## Exercise objective
Count the lines of the records below that hold the word "RichText", and give only the number.

++++ The input

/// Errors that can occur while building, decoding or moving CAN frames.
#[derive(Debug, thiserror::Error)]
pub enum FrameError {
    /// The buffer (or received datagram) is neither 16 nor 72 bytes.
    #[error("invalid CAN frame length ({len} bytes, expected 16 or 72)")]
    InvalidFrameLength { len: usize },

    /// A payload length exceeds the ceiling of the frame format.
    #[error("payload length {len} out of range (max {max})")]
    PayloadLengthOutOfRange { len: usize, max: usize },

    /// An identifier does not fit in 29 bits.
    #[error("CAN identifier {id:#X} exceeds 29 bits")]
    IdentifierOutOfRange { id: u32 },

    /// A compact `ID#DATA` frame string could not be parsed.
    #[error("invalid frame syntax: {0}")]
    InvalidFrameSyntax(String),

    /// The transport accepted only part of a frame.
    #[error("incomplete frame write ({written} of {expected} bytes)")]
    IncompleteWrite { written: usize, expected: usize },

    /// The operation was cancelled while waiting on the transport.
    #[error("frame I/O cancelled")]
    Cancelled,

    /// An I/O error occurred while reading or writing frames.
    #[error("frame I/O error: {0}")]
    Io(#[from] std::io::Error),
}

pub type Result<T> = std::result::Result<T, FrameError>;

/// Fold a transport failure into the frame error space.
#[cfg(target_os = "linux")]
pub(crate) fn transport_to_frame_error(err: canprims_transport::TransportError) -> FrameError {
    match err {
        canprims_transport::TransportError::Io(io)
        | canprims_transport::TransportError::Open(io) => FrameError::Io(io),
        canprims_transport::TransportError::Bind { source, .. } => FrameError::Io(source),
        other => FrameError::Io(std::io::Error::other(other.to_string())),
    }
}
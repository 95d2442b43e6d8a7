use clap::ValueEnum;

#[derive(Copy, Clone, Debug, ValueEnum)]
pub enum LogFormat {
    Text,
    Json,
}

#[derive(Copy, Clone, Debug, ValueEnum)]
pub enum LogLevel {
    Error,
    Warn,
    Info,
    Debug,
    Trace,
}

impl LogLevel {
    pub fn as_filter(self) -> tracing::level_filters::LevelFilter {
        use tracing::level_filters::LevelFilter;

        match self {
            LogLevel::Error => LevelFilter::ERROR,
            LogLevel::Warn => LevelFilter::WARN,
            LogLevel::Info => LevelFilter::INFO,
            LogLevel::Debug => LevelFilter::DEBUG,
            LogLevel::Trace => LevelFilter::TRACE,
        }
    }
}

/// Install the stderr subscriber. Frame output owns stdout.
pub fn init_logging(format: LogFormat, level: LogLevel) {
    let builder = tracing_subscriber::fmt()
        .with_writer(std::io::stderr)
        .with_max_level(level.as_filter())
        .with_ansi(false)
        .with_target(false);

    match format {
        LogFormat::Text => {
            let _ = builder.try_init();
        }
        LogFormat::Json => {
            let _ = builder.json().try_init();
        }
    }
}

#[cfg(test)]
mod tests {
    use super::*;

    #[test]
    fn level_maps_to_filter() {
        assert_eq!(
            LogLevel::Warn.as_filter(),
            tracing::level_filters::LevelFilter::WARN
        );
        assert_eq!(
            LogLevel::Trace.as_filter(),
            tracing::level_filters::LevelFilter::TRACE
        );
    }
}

++++++++
++++ The input

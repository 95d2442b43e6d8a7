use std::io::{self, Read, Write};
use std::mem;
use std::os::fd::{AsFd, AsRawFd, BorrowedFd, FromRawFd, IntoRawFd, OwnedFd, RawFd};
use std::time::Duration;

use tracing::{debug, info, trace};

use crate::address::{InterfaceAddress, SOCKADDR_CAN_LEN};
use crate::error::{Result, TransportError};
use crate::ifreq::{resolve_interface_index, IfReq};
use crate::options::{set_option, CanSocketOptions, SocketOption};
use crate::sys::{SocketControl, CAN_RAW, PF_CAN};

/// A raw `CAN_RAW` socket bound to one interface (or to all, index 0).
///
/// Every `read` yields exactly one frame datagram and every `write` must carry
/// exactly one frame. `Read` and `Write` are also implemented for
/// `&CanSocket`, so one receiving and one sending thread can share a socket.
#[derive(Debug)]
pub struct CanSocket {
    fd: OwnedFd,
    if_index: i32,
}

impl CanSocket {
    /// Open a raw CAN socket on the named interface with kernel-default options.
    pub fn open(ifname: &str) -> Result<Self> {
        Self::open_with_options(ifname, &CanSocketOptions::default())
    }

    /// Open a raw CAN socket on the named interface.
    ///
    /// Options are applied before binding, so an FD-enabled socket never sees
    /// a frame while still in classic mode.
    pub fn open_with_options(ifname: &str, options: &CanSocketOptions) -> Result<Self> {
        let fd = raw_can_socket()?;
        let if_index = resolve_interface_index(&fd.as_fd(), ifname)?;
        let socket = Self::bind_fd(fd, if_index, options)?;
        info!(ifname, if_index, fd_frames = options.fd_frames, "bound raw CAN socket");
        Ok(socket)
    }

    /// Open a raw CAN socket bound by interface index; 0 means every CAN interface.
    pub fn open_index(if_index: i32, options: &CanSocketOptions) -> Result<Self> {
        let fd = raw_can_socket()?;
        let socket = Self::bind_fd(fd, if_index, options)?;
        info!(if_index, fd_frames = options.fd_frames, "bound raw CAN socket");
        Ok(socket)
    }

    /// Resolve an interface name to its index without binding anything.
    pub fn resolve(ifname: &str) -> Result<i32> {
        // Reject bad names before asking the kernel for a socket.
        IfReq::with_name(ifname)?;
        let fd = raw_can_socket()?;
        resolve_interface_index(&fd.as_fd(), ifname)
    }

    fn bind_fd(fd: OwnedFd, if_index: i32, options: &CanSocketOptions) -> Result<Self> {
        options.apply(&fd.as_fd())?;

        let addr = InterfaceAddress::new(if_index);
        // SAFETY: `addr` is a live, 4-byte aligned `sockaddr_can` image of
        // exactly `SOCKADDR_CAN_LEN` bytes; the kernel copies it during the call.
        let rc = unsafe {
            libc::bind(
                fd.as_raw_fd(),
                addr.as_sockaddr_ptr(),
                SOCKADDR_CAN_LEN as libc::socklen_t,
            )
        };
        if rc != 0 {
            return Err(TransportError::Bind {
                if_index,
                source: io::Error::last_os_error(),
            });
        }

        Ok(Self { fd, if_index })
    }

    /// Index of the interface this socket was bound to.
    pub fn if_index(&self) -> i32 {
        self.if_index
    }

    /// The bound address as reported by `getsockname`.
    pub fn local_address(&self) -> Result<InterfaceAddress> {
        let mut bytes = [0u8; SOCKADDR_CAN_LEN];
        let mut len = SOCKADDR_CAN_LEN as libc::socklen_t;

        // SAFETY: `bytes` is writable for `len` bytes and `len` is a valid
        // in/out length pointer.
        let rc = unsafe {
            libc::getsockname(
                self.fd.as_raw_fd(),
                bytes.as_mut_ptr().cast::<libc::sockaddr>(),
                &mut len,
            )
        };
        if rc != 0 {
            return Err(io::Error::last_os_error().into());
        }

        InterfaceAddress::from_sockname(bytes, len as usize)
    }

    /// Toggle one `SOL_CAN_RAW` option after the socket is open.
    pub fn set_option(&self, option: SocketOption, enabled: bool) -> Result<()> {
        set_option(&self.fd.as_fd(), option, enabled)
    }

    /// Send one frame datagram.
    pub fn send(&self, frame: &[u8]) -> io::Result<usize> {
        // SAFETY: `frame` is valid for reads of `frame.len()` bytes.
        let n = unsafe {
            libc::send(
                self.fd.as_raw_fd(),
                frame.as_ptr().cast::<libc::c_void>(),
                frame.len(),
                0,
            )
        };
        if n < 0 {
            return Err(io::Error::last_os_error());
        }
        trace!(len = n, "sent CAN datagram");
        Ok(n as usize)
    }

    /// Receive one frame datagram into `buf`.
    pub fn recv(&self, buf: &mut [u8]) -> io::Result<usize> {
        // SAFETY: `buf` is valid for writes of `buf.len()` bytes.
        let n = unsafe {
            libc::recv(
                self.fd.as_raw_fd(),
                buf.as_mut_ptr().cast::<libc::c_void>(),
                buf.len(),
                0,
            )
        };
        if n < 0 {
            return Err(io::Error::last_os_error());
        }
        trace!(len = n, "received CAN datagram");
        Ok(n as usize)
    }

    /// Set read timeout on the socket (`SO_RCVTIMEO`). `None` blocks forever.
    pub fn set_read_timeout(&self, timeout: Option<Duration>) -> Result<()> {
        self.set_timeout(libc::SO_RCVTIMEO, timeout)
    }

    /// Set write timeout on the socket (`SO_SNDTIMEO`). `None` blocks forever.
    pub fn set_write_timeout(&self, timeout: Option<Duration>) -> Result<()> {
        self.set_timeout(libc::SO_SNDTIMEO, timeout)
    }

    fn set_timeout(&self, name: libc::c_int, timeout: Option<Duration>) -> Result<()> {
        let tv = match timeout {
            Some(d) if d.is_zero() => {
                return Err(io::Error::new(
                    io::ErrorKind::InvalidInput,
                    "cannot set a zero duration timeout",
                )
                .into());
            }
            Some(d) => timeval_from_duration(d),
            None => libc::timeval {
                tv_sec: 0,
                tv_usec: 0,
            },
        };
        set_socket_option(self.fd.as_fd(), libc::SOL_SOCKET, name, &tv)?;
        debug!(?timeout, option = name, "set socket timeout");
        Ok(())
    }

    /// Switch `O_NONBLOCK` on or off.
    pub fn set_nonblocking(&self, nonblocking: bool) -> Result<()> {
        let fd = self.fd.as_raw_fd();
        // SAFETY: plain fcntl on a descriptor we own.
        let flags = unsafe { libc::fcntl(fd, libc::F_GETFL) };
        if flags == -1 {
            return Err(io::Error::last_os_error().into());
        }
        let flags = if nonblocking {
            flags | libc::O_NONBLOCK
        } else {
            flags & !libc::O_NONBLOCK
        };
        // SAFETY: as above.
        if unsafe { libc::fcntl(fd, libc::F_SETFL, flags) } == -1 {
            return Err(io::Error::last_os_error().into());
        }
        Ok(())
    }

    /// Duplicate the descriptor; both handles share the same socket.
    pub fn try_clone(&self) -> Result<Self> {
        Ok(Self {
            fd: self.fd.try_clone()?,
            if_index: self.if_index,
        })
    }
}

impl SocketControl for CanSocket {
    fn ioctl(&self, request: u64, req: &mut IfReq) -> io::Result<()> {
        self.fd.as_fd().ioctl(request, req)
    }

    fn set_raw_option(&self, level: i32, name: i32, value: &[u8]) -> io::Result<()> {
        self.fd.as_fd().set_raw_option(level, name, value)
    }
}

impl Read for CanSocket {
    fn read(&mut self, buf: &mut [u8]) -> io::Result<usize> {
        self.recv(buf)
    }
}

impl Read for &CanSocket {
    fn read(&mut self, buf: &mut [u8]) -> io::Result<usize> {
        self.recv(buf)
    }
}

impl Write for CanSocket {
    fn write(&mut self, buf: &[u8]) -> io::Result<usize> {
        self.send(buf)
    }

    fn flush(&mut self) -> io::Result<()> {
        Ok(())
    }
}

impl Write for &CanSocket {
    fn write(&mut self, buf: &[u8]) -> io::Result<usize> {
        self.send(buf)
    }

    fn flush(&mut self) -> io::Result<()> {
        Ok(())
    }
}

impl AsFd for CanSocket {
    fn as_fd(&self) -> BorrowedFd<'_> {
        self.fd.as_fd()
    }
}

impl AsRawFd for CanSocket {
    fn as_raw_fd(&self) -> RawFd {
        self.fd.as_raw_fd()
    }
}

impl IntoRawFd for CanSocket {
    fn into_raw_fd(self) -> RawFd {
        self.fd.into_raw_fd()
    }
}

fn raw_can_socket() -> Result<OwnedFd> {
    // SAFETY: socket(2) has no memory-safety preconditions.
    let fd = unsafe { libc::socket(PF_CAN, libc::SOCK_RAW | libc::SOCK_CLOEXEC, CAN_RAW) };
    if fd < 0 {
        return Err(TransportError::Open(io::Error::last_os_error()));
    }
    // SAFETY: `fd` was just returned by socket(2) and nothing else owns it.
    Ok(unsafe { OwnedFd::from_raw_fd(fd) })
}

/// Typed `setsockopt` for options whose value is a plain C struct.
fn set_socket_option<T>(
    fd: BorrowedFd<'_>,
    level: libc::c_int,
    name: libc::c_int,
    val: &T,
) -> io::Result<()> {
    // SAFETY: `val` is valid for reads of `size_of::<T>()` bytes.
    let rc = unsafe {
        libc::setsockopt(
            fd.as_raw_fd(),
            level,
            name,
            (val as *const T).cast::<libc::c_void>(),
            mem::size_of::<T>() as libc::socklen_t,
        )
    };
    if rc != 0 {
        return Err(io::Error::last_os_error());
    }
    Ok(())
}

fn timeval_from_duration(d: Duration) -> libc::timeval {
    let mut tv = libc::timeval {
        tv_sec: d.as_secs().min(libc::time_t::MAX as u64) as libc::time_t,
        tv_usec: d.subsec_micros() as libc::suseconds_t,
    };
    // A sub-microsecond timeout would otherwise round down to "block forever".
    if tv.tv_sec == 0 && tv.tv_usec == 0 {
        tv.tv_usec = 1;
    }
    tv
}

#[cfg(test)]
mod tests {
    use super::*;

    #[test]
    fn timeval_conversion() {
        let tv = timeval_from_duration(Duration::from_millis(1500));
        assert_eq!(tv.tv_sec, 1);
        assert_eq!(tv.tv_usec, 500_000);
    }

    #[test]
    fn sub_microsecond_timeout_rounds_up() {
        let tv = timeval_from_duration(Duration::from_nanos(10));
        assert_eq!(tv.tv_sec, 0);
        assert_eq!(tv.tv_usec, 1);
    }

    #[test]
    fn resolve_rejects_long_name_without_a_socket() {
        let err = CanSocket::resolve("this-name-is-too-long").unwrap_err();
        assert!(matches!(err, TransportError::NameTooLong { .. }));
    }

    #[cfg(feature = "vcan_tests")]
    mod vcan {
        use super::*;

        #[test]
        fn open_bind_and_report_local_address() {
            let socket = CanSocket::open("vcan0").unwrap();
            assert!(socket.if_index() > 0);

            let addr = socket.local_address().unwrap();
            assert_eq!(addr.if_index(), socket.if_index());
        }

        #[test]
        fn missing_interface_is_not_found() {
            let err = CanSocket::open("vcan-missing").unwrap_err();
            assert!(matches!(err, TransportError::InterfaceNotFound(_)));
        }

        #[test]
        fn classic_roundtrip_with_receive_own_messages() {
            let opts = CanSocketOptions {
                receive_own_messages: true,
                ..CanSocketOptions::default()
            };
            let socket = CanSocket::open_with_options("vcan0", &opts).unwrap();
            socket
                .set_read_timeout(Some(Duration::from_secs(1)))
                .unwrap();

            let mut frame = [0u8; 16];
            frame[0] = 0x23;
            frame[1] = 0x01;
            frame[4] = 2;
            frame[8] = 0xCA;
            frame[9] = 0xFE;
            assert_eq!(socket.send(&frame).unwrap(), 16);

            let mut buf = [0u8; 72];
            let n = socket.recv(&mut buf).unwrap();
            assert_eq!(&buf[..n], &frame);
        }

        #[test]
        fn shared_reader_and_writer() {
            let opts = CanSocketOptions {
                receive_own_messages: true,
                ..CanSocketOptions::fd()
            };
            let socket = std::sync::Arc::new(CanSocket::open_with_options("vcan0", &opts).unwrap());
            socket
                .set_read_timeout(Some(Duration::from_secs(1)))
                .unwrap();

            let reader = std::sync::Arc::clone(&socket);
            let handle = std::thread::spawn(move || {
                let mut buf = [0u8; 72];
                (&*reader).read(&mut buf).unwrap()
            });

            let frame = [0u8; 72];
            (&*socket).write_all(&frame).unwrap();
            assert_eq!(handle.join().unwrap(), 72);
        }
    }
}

++++++++
++++ The input

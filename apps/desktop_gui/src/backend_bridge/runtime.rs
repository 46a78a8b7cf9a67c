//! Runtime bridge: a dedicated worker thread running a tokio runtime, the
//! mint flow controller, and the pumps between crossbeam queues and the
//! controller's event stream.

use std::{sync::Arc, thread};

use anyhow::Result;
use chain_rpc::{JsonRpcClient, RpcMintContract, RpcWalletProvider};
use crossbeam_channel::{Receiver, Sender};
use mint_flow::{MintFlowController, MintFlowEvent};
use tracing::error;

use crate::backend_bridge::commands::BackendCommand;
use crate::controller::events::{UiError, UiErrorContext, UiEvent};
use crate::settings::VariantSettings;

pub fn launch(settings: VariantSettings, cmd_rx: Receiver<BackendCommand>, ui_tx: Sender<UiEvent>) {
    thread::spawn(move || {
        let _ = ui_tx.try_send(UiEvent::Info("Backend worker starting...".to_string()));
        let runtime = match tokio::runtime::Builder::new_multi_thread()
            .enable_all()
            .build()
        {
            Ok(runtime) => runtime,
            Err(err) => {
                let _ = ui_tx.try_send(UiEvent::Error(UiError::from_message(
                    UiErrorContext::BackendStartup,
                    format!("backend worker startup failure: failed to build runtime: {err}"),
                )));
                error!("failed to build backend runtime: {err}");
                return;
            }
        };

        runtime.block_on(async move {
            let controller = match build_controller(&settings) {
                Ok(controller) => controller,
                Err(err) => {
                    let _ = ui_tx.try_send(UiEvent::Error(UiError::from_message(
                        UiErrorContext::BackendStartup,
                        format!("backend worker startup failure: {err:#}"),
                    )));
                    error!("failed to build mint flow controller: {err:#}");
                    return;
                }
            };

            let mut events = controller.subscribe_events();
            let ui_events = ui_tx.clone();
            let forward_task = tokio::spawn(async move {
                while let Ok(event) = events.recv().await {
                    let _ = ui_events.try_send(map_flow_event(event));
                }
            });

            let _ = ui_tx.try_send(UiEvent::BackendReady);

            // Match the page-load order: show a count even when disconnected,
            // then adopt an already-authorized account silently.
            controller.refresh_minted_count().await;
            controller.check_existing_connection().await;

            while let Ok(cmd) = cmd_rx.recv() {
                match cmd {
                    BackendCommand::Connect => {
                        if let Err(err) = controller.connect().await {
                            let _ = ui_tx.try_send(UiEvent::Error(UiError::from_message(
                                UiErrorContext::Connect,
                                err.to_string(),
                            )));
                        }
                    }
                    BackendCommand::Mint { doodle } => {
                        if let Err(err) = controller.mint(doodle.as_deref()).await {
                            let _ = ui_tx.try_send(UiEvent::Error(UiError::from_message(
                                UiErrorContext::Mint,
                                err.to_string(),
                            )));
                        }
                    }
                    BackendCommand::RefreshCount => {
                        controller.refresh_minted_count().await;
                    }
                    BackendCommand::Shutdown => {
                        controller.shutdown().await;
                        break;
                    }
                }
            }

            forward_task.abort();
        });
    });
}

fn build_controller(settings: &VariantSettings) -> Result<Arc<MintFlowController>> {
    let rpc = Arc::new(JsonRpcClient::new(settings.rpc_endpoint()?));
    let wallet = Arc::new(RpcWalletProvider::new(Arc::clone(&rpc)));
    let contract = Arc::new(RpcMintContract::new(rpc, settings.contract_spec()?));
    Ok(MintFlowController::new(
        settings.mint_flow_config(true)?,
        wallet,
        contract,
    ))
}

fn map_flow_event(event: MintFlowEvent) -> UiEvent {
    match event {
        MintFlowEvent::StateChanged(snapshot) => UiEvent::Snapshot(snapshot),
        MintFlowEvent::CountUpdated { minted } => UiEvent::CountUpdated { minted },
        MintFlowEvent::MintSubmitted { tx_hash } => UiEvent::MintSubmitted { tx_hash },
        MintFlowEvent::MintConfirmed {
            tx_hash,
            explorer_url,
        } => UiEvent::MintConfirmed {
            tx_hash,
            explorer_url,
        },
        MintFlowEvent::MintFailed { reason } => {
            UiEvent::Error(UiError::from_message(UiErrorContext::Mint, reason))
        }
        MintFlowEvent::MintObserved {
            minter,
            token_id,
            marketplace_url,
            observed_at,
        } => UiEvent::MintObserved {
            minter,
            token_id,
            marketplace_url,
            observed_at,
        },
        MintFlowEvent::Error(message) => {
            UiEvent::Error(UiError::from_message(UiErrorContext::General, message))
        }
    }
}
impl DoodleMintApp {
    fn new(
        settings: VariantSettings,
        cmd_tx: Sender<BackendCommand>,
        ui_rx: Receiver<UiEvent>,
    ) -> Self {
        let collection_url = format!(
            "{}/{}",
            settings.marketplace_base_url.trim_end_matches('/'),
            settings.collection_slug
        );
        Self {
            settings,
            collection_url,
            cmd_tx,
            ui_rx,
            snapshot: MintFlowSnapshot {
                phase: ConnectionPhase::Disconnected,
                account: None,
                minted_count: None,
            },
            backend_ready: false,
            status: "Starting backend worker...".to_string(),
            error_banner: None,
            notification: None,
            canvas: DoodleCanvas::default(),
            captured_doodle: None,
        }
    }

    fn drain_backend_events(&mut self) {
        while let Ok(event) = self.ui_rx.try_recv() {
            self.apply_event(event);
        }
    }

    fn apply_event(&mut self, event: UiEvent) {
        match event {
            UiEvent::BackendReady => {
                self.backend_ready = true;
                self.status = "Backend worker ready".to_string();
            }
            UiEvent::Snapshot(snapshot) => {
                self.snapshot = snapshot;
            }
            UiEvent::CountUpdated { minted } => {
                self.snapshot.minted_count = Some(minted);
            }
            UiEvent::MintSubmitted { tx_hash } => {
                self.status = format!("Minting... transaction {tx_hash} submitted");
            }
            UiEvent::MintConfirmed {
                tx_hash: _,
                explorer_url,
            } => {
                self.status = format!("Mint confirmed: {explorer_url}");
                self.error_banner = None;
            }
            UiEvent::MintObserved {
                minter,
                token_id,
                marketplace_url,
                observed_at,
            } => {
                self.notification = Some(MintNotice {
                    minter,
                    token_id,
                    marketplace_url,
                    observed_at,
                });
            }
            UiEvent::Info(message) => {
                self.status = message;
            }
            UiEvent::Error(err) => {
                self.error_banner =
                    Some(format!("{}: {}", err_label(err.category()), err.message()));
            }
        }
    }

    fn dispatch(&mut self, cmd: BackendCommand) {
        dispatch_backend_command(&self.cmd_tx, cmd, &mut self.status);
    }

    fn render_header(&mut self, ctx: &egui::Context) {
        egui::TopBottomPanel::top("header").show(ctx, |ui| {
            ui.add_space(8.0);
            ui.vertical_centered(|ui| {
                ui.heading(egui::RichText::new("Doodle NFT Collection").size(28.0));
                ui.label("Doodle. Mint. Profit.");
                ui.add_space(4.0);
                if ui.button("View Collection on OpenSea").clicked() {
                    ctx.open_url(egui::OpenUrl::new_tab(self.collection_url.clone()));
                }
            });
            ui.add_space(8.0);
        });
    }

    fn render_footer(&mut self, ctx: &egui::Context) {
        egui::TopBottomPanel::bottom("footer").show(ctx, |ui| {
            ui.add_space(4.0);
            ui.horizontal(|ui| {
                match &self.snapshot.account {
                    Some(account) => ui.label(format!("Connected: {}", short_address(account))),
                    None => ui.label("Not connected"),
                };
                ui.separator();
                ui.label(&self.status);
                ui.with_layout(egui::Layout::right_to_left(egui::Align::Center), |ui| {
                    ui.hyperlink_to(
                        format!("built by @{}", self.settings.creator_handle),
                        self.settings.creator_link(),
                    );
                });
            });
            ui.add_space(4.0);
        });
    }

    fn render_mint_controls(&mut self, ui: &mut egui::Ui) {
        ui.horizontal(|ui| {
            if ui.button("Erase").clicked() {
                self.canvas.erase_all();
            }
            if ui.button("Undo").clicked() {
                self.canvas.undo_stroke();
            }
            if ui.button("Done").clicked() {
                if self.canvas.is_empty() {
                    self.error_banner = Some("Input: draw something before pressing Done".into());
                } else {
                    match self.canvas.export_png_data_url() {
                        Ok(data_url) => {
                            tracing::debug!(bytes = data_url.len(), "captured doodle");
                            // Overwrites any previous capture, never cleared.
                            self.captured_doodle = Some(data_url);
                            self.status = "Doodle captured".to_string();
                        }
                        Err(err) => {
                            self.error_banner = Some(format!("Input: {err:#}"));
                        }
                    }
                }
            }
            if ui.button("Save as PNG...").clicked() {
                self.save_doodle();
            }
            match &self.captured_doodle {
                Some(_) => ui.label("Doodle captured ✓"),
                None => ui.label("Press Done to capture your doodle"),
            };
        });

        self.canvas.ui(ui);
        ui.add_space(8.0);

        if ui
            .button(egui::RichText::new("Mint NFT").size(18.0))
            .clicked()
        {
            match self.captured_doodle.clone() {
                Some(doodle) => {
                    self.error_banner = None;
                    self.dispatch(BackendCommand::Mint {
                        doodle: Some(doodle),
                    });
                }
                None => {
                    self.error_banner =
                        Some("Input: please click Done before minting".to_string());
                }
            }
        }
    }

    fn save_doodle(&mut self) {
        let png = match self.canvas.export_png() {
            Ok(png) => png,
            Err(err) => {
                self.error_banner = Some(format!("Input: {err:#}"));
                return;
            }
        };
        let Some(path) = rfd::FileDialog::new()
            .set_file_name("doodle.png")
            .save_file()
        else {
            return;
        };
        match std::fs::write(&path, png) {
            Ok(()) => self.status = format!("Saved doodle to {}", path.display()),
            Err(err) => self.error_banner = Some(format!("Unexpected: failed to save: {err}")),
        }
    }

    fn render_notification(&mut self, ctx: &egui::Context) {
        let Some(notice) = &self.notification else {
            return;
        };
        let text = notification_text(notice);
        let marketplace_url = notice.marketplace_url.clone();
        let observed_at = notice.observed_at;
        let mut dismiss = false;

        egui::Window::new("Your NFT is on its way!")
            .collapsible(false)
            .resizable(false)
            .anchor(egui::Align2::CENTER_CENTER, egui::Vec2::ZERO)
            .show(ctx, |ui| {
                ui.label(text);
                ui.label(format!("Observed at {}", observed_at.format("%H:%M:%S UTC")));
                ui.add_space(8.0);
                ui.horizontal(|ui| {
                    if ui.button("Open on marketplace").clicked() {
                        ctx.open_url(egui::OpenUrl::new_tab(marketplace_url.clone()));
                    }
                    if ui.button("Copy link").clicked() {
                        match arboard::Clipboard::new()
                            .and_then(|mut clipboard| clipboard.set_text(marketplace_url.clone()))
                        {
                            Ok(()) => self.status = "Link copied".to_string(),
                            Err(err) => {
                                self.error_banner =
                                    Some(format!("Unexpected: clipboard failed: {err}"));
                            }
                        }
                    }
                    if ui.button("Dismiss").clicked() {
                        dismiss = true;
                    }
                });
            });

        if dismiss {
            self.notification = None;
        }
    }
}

++++++++

## Written solution
2